§ Task objective: Among the lines of the records, find all that carry the word "present" and copy them.

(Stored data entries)
···

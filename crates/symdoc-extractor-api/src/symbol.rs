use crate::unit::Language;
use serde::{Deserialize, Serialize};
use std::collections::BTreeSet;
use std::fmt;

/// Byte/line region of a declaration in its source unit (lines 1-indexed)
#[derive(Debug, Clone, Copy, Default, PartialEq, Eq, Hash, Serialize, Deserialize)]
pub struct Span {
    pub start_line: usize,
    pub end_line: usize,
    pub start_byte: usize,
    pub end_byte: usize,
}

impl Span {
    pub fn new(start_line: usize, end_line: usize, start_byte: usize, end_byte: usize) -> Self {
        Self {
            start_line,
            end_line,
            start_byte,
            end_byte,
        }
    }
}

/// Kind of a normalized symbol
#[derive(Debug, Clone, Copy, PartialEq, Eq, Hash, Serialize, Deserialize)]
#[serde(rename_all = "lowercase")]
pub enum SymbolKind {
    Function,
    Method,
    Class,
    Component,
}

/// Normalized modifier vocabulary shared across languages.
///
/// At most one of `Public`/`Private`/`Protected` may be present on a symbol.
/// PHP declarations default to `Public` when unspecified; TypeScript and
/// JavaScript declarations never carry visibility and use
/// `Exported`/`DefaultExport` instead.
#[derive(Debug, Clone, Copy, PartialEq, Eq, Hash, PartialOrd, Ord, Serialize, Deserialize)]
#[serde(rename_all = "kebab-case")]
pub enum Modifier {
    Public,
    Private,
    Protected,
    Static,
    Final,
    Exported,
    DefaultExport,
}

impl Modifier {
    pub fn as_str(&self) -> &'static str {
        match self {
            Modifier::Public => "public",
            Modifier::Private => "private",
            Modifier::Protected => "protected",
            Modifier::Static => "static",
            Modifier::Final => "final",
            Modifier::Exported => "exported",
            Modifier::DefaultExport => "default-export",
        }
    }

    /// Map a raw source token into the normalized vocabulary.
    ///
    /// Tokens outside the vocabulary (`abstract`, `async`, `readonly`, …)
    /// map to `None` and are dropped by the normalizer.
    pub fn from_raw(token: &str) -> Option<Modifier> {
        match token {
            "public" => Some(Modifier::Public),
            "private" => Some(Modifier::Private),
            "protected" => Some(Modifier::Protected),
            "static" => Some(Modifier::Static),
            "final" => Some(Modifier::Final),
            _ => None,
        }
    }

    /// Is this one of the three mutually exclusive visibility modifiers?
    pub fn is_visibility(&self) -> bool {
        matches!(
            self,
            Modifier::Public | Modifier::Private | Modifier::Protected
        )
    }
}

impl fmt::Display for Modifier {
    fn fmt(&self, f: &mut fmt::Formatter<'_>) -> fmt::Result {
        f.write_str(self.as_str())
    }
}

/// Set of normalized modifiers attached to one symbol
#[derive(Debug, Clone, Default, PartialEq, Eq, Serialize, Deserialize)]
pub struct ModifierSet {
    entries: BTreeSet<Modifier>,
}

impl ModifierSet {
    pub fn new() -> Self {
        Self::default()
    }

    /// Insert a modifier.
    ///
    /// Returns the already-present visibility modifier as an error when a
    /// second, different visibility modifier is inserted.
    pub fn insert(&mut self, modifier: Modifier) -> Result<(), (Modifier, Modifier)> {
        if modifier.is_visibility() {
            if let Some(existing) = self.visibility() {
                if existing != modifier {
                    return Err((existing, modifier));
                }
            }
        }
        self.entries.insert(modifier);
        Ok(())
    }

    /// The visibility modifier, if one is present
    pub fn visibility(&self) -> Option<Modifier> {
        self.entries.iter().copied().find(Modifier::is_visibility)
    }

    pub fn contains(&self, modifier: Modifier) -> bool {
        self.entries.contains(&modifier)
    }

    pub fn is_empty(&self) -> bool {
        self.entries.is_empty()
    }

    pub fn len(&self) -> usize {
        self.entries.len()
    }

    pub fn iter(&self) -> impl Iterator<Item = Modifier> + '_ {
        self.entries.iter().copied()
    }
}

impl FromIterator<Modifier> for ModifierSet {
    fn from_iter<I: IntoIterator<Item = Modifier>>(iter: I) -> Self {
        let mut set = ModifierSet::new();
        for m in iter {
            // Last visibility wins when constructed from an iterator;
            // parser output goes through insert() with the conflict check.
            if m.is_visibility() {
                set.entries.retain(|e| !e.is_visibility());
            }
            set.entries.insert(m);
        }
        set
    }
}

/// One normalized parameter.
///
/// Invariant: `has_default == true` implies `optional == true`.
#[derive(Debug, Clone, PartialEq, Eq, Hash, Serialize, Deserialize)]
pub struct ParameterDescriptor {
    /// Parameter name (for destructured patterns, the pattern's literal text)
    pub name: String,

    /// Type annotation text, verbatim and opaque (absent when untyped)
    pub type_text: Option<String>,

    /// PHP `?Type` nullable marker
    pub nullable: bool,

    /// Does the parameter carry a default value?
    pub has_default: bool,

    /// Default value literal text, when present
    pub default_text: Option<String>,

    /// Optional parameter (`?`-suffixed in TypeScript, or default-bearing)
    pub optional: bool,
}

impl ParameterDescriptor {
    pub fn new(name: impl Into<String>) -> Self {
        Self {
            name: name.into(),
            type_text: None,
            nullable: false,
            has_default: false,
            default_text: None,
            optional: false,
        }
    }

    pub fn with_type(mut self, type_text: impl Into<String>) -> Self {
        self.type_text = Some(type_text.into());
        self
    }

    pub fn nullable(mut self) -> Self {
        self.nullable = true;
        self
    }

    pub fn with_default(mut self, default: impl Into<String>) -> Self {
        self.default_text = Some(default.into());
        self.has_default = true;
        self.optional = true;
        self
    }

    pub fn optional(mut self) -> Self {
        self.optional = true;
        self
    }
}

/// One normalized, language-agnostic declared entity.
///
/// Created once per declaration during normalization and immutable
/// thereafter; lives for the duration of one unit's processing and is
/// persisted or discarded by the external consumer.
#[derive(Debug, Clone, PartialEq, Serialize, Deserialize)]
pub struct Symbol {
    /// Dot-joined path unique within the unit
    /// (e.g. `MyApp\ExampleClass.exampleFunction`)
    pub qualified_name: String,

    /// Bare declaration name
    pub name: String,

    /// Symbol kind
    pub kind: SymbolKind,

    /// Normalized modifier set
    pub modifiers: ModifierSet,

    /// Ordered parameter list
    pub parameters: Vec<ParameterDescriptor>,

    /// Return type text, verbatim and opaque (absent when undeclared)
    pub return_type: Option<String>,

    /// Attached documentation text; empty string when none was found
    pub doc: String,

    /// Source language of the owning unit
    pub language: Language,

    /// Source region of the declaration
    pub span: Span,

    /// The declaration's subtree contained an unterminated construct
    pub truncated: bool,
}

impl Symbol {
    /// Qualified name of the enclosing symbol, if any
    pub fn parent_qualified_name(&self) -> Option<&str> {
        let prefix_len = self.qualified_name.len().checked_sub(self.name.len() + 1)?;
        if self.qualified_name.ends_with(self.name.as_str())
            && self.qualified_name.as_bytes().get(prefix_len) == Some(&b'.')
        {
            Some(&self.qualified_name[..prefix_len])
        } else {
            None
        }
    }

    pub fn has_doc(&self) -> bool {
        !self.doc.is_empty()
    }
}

···

§ Answer to this problem:
/// At most one of `Public`/`Private`/`Protected` may be present on a symbol.
    /// Returns the already-present visibility modifier as an error when a
    /// The visibility modifier, if one is present
    /// Default value literal text, when present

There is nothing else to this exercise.